A Tanzanian man accused in the 1998 bombings of two US embassies was cleared of terror charges Wednesday, but could still face life in prison in a dramatic end to the first civilian trial of a former Guantanamo Bay inmate.
A jury in New York federal court returned the surprise verdict after five days of deliberations, finding Ahmed Ghailani not guilty on all but one of 286 charges.
He was found guilty only of conspiracy to destroy US property, which carries a sentence of at least 20 years and up to life in prison. Sentencing was set for January 25.
The trial of Ghailani, a baby-faced 36-year-old, has been closely watched as a test of President Barack Obama’s plans to shut down the notorious prison at a US military base in Guantanamo Bay, Cuba, and move inmates into the civilian justice system.
Opponents have doubted the courts’ ability to handle such cases, while some observers question how defendants who have been deprived of all rights, often for years, can then be prosecuted in the same way as ordinary suspects.
During the four-week trial, prosecutors painted Ghailani as a scheming plotter who helped Al-Qaeda bombers prepare the truck bombs that slammed almost simultaneously into the Kenyan and Tanzanian embassies, killing 224 people and injuring thousands more.
His defense attorney, Peter Quijano, called no witnesses and Ghailani did not take the stand.

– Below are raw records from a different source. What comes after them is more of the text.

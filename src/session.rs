//! The session coordinator tying the components together.
//!
//! One `ImeSession` lives per bound input field stream. A single logical
//! thread drives it: key intake, selection notifications, and engine replies
//! all arrive serialized. Engine replies are matched FIFO against the
//! pending-disposition queue; the queue is never cleared on reset — entries
//! are instead generation-tagged and stale replies discarded as they arrive,
//! so queue and reply stream stay aligned.

use std::collections::VecDeque;

use tracing::{debug, warn};

use crate::candidates::{CandidateList, CandidateModeController, SurfaceCommand};
use crate::gateway::{Disposition, EngineReply, SessionGateway};
use crate::host::{FieldAttributes, TextFieldHost, ViewProxy};
use crate::keyevent::{KeyEvent, Modifiers, ProbableKey, RawEventRef};
use crate::render::RenderCoordinator;
use crate::router::{EngineCall, KeyEventRouter, OutboundRequest, RouteOutcome, ViewIntent};
use crate::selection::{SelectionAction, SelectionSnapshot, SelectionTracker};
use crate::spec::{KeyboardSpecification, SpecModel};

/// Everything a reply needs when it arrives: the disposition tag, the key to
/// forward if declined, and the generation it belongs to.
#[derive(Debug, Clone)]
pub struct Pending {
    pub disposition: Disposition,
    pub triggering_key: Option<KeyEvent>,
    pub spec_only: bool,
    generation: u64,
}

impl Pending {
    pub(crate) fn new(
        disposition: Disposition,
        triggering_key: Option<KeyEvent>,
        spec_only: bool,
        generation: u64,
    ) -> Self {
        Pending {
            disposition,
            triggering_key,
            spec_only,
            generation,
        }
    }
}

pub struct ImeSession<G: SessionGateway> {
    gateway: G,
    specs: SpecModel,
    router: KeyEventRouter,
    tracker: SelectionTracker,
    render: RenderCoordinator,
    candidates: CandidateModeController,
    pending: VecDeque<Pending>,
    /// Bumped on teardown/reset; replies from older generations are defused.
    generation: u64,
    narrow: bool,
}

impl<G: SessionGateway> ImeSession<G> {
    pub fn new(gateway: G) -> Self {
        ImeSession {
            gateway,
            specs: SpecModel::new(),
            router: KeyEventRouter::new(),
            tracker: SelectionTracker::new(),
            render: RenderCoordinator::new(),
            candidates: CandidateModeController::new(),
            pending: VecDeque::new(),
            generation: 0,
            narrow: false,
        }
    }

    pub fn gateway(&self) -> &G {
        &self.gateway
    }

    pub fn pending_len(&self) -> usize {
        self.pending.len()
    }

    pub fn specs(&self) -> &SpecModel {
        &self.specs
    }

    pub fn tracker(&self) -> &SelectionTracker {
        &self.tracker
    }

    pub fn candidates(&self) -> &CandidateModeController {
        &self.candidates
    }

    // --- Key intake ---

    /// Hardware key press. Returns true when the event was consumed; false
    /// hands it back to the host for default processing.
    pub fn on_hard_key_down(
        &mut self,
        scan_code: u32,
        modifiers: Modifiers,
        raw: RawEventRef,
        view: &mut dyn ViewProxy,
    ) -> bool {
        let outcome = self
            .router
            .route_hardware(&mut self.specs, scan_code, modifiers, raw);
        self.handle_outcome(outcome, view)
    }

    /// Software key press from the on-screen keyboard.
    pub fn on_soft_key(
        &mut self,
        code: i32,
        probable_keys: Vec<ProbableKey>,
        view: &mut dyn ViewProxy,
    ) -> bool {
        let paging = self.candidates.pages_with_vertical_keys();
        let outcome = self
            .router
            .route_software(&mut self.specs, code, probable_keys, paging);
        self.handle_outcome(outcome, view)
    }

    fn handle_outcome(&mut self, outcome: RouteOutcome, view: &mut dyn ViewProxy) -> bool {
        match outcome {
            RouteOutcome::Passthrough => false,
            RouteOutcome::Local { intent, telemetry } => {
                self.apply_intent(intent, view);
                if let Some(event) = telemetry {
                    self.enqueue(Disposition::TelemetryOnly, None, false);
                    self.gateway.log_usage(event);
                }
                true
            }
            RouteOutcome::Dispatch(requests) => {
                for request in requests {
                    self.dispatch(request);
                }
                true
            }
        }
    }

    fn apply_intent(&mut self, intent: ViewIntent, view: &mut dyn ViewProxy) {
        match intent {
            ViewIntent::OpenNumberPicker => {
                let commands = self.candidates.open_number_picker();
                apply_surface_commands(view, &commands);
            }
            ViewIntent::CloseNumberPicker => {
                let commands = self.candidates.close_number_picker();
                apply_surface_commands(view, &commands);
            }
            _ => {}
        }
        view.handle_intent(intent);
    }

    fn dispatch(&mut self, request: OutboundRequest) {
        // Enqueue before the gateway call: a synchronous test double may
        // answer within the call itself.
        self.enqueue(request.disposition, request.triggering_key, request.spec_only);
        match request.call {
            EngineCall::SubmitKey { key, spec } => self.gateway.submit_key(&key, spec.as_ref()),
            EngineCall::SubmitComposition => self.gateway.submit_composition(),
            EngineCall::UpdateSpecification(spec) => self.gateway.update_specification(&spec),
        }
    }

    fn enqueue(&mut self, disposition: Disposition, key: Option<KeyEvent>, spec_only: bool) {
        self.pending
            .push_back(Pending::new(disposition, key, spec_only, self.generation));
    }

    // --- Engine replies ---

    /// One engine reply, FIFO-matched against the pending queue. Exactly one
    /// terminal action is taken, unless the entry was defused by a reset.
    pub fn on_engine_reply(
        &mut self,
        reply: EngineReply,
        host: &mut dyn TextFieldHost,
        view: &mut dyn ViewProxy,
    ) {
        let Some(pending) = self.pending.pop_front() else {
            warn!("engine reply with no pending request, dropped");
            return;
        };
        if pending.generation != self.generation {
            debug!(
                generation = pending.generation,
                current = self.generation,
                "defused stale reply"
            );
            return;
        }

        match pending.disposition {
            Disposition::TelemetryOnly => {
                debug!("telemetry reply absorbed");
            }
            Disposition::ForwardKeyToView => {
                if let Some(key) = &pending.triggering_key {
                    view.forward_key(key);
                }
            }
            Disposition::RenderToField | Disposition::ForwardKeyToApplication => {
                self.render.apply(host, &mut self.tracker, &reply, &pending);
                if reply.consumed && pending.disposition == Disposition::RenderToField {
                    let list = reply.candidates.clone().unwrap_or_else(CandidateList::empty);
                    let commands = self.candidates.update_candidates(list);
                    apply_surface_commands(view, &commands);
                }
            }
        }
    }

    // --- Selection notifications (independent of the key pipeline) ---

    pub fn on_selection_changed(&mut self, snapshot: SelectionSnapshot, view: &mut dyn ViewProxy) {
        match self.tracker.on_selection_changed(snapshot) {
            SelectionAction::DoNothing => {}
            SelectionAction::MoveCursor(position) => {
                self.gateway.move_cursor(position);
            }
            SelectionAction::ResetContext => {
                debug!("external selection change, resetting context");
                self.reset_composition(view);
            }
        }
    }

    /// Abandon the composition: defuse in-flight replies, reset the engine,
    /// and empty the candidate surfaces. Idempotent, and safe to interleave
    /// with the periodic `sync_data` tick.
    fn reset_composition(&mut self, view: &mut dyn ViewProxy) {
        self.generation += 1;
        self.gateway.reset_context();
        let commands = self.candidates.update_candidates(CandidateList::empty());
        apply_surface_commands(view, &commands);
    }

    // --- Field lifecycle ---

    pub fn on_field_attached(&mut self, attributes: FieldAttributes, view: &mut dyn ViewProxy) {
        debug!(?attributes, "field attached");
        self.generation += 1;
        self.tracker
            .seed(attributes.selection_start, attributes.selection_end);
        self.gateway.reset_context();
        // First attach pushes the resolved spec; later attaches only when it
        // actually changed, so engine-side history survives focus hops.
        let resolved = self.specs.resolve_active(self.narrow);
        self.push_spec(resolved);
        let commands = self.candidates.update_candidates(CandidateList::empty());
        apply_surface_commands(view, &commands);
        view.update_mode_icon(self.specs.resolve_active(self.narrow).mode);
    }

    pub fn on_field_detached(&mut self) {
        debug!("field detached");
        self.generation += 1;
        self.tracker.reset();
        self.gateway.reset_context();
    }

    // --- View-driven state ---

    /// The view switched the software keyboard layout. A specification with
    /// a non-software origin here is a wiring bug; route it to the fallback
    /// rather than desynchronizing the model.
    pub fn on_software_layout_changed(
        &mut self,
        spec: KeyboardSpecification,
        view: &mut dyn ViewProxy,
    ) {
        let spec = if spec.origin == crate::keyevent::KeyOrigin::Software {
            spec
        } else {
            warn!(name = spec.name, "non-software spec from view, using fallback");
            KeyboardSpecification::fallback()
        };
        self.specs.set_from_software(spec);
        let resolved = self.specs.resolve_active(self.narrow);
        self.push_spec(resolved);
        view.update_mode_icon(resolved.mode);
    }

    /// The hardware keyboard configuration changed (connected, layout swap).
    pub fn on_hardware_layout_changed(
        &mut self,
        spec: KeyboardSpecification,
        view: &mut dyn ViewProxy,
    ) {
        self.specs.set_from_hardware(spec);
        let resolved = self.specs.resolve_active(self.narrow);
        self.push_spec(resolved);
        view.update_mode_icon(resolved.mode);
    }

    fn push_spec(&mut self, spec: KeyboardSpecification) {
        if let Some(spec) = self.specs.push_if_changed(spec) {
            debug!(name = spec.name, "pushing specification");
            self.enqueue(Disposition::RenderToField, None, true);
            self.gateway.update_specification(&spec);
        }
    }

    pub fn set_narrow_mode(&mut self, narrow: bool, view: &mut dyn ViewProxy) {
        self.narrow = narrow;
        let commands = self.candidates.set_narrow(narrow);
        apply_surface_commands(view, &commands);
        let resolved = self.specs.resolve_active(narrow);
        self.push_spec(resolved);
        view.update_mode_icon(resolved.mode);
    }

    pub fn set_floating_allowed(&mut self, allowed: bool, view: &mut dyn ViewProxy) {
        let commands = self.candidates.set_floating_allowed(allowed);
        apply_surface_commands(view, &commands);
    }

    pub fn set_extracted_mode(&mut self, extracted: bool, view: &mut dyn ViewProxy) {
        let commands = self.candidates.set_extracted(extracted);
        apply_surface_commands(view, &commands);
    }

    // --- Periodic maintenance ---

    /// Fixed-interval persistence tick. Not correctness-critical; the
    /// gateway call is stateless on our side, so it may land immediately
    /// before or after any reset.
    pub fn sync_data(&mut self) {
        self.gateway.sync_data();
    }
}

fn apply_surface_commands(view: &mut dyn ViewProxy, commands: &[SurfaceCommand]) {
    for command in commands {
        view.apply_surface(command);
    }
}
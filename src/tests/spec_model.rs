use crate::keyevent::KeyOrigin;
use crate::spec::{CompositionMode, KeyboardSpecification, SpecModel};

#[test]
fn modes_mirror_after_software_update() {
    let mut model = SpecModel::new();
    model.set_from_software(KeyboardSpecification::software(CompositionMode::HalfAscii));
    assert_eq!(model.software().mode, CompositionMode::HalfAscii);
    assert_eq!(model.hardware().mode, CompositionMode::HalfAscii);
    // The hardware intent keeps its own identity, only the mode mirrors.
    assert_eq!(model.hardware().origin, KeyOrigin::Hardware);
}

#[test]
fn modes_mirror_after_hardware_update() {
    let mut model = SpecModel::new();
    model.set_from_hardware(KeyboardSpecification::hardware(CompositionMode::FullKatakana));
    assert_eq!(model.software().mode, CompositionMode::FullKatakana);
    assert_eq!(model.hardware().mode, CompositionMode::FullKatakana);
    assert_eq!(model.software().origin, KeyOrigin::Software);
}

#[test]
fn resolve_active_follows_narrow_mode() {
    let model = SpecModel::new();
    assert_eq!(model.resolve_active(false).origin, KeyOrigin::Software);
    assert_eq!(model.resolve_active(true).origin, KeyOrigin::Hardware);
}

#[test]
fn push_if_changed_is_idempotent() {
    let mut model = SpecModel::new();
    let spec = model.software();

    assert_eq!(model.push_if_changed(spec), Some(spec));
    // Identical pushes must not reach the engine again.
    assert_eq!(model.push_if_changed(spec), None);
    assert_eq!(model.push_if_changed(spec), None);
    assert_eq!(model.active(), Some(spec));

    let hardware = model.hardware();
    assert_eq!(model.push_if_changed(hardware), Some(hardware));
    assert_eq!(model.active(), Some(hardware));
}

#[test]
fn fallback_is_a_software_kana_spec() {
    let fallback = KeyboardSpecification::fallback();
    assert_eq!(fallback.origin, KeyOrigin::Software);
    assert_eq!(fallback.mode, CompositionMode::Hiragana);
}
//! Contracts of the text-field host and the view layer.
//!
//! Neither side is implemented here. Host mutations report success as a
//! plain `bool` (the editor may refuse any call); failures are logged by the
//! render path and never abort a batch. The view receives one-way
//! notifications only and must not call back synchronously.

use std::ops::Range;

use crate::candidates::SurfaceCommand;
use crate::gateway::CursorAnchor;
use crate::keyevent::KeyEvent;
use crate::router::ViewIntent;
use crate::spec::CompositionMode;

/// Attributes of a newly focused field.
#[derive(Debug, Clone, Copy, Default, PartialEq, Eq)]
pub struct FieldAttributes {
    pub selection_start: i32,
    pub selection_end: i32,
    pub password: bool,
}

/// Styled composing text handed to `set_composing_text`. `highlight` is a
/// codepoint range of the focused segment; the whole span is underlined.
#[derive(Debug, Clone, Default, PartialEq)]
pub struct ComposingText {
    pub text: String,
    pub highlight: Option<Range<usize>>,
    pub underline: bool,
}

impl ComposingText {
    pub fn cleared() -> Self {
        ComposingText::default()
    }
}

/// Mutation primitives of the focused editor. One render batch brackets its
/// calls with `begin_batch_edit`/`end_batch_edit` so no intermediate state
/// is observable.
pub trait TextFieldHost {
    fn begin_batch_edit(&mut self) -> bool;
    fn end_batch_edit(&mut self) -> bool;
    fn delete_surrounding_text(&mut self, before: usize, after: usize) -> bool;
    fn commit_text(&mut self, text: &str, anchor: CursorAnchor) -> bool;
    fn set_composing_text(&mut self, text: &ComposingText, anchor: CursorAnchor) -> bool;
    fn set_selection(&mut self, start: i32, end: i32) -> bool;
    /// Re-inject a key event into the application, bypassing the IME.
    fn forward_key_to_application(&mut self, event: &KeyEvent);
}

/// One-way notifications consumed by the view layer.
pub trait ViewProxy {
    /// A view-local action resolved by the router (menu, symbol view, ...).
    fn handle_intent(&mut self, intent: ViewIntent);
    /// A key whose reply directed it at the view layer.
    fn forward_key(&mut self, event: &KeyEvent);
    /// Candidate surface updates from the mode controller.
    fn apply_surface(&mut self, command: &SurfaceCommand);
    /// The resolved composition mode changed; update the status icon.
    fn update_mode_icon(&mut self, mode: CompositionMode);
}
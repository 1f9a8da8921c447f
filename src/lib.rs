//! Input-session synchronization core for a mobile Japanese IME.
//!
//! `ImeSession` sits between a text-field host (the platform editor) and an
//! asynchronous conversion engine. It routes key events into engine requests,
//! applies the engine's replies to the field as atomic edit batches, keeps the
//! field's best-effort selection notifications consistent with the engine
//! session, and arbitrates which candidate surface (keyboard, number picker,
//! floating) is showing.
//!
//! Drawing, theming, and the engine's wire protocol live elsewhere; this crate
//! only consumes their contracts (`TextFieldHost`, `ViewProxy`,
//! `SessionGateway`).

pub mod candidates;
pub mod gateway;
pub mod host;
pub mod keyevent;
pub mod keymap;
pub mod render;
pub mod router;
pub mod selection;
pub mod session;
pub mod spec;
pub mod trace_init;

#[cfg(test)]
mod tests;

pub use candidates::{
    Candidate, CandidateList, CandidateMode, CandidateModeController, CandidateModeError,
    FoldState, SurfaceCommand,
};
pub use gateway::{
    CursorAnchor, DeletionRange, Disposition, EngineReply, Preedit, PreeditSegment, ResultText,
    SegmentAnnotation, SessionGateway, UsageEvent,
};
pub use host::{ComposingText, FieldAttributes, TextFieldHost, ViewProxy};
pub use keyevent::{KeyContent, KeyEvent, KeyOrigin, Modifiers, NamedKey, ProbableKey, RawEventRef};
pub use keymap::{HardwareKeymap, KeymapEntry, KeymapError};
pub use router::{EngineCall, KeyEventRouter, OutboundRequest, RouteOutcome, ViewIntent};
pub use selection::{SelectionAction, SelectionSnapshot, SelectionTracker};
pub use session::{ImeSession, Pending};
pub use spec::{
    CompositionMode, CrossingEdgeBehavior, KeyboardSpecification, MappingTable,
    SpaceOnAlphanumeric, SpecModel,
};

Instead, through cross-examination and a blistering closing argument, Quijano sought to undermine the credibility of witnesses produced by the government and he portrayed Ghailani as an innocent dupe who was used by Al-Qaeda, but who knew nothing of the plot.
Department of Justice spokesman Mathew Miller said the result was positive.
“We respect the jury’s verdict and are pleased that Ahmed Ghailani now faces a minimum of 20 years in prison and a potential life sentence for his role in the embassy bombings,” he said in Washington.
But opponents of Obama’s stalled plans to shutter Guantanamo were likely to see the outcome as a blow to the White House.
In particular, skeptics could seize on the fact that the presiding judge, Lewis Kaplan, at the outset of the trial ruled to exclude the government’s star witness.
The barred witness, Hussein Abebe, was to testify that he sold Ghailani explosives.
But Kaplan said the witness was inadmissible because he had been located by US officers through information obtained from Ghailani while under extreme duress in CIA custody.
The ruling severely weakened the government case. It also went to the core of what many consider to be the problem with applying regular legal codes to defendants who, like Ghailani, have been held in secret CIA prisons and have been tortured.
In another quirk showing how different the case was from ordinary criminal trials, Kaplan also wrote before the trial got underway that even if Ghailani were found not guilty he could possibly spend the rest of his life in jail as an “enemy combatant.”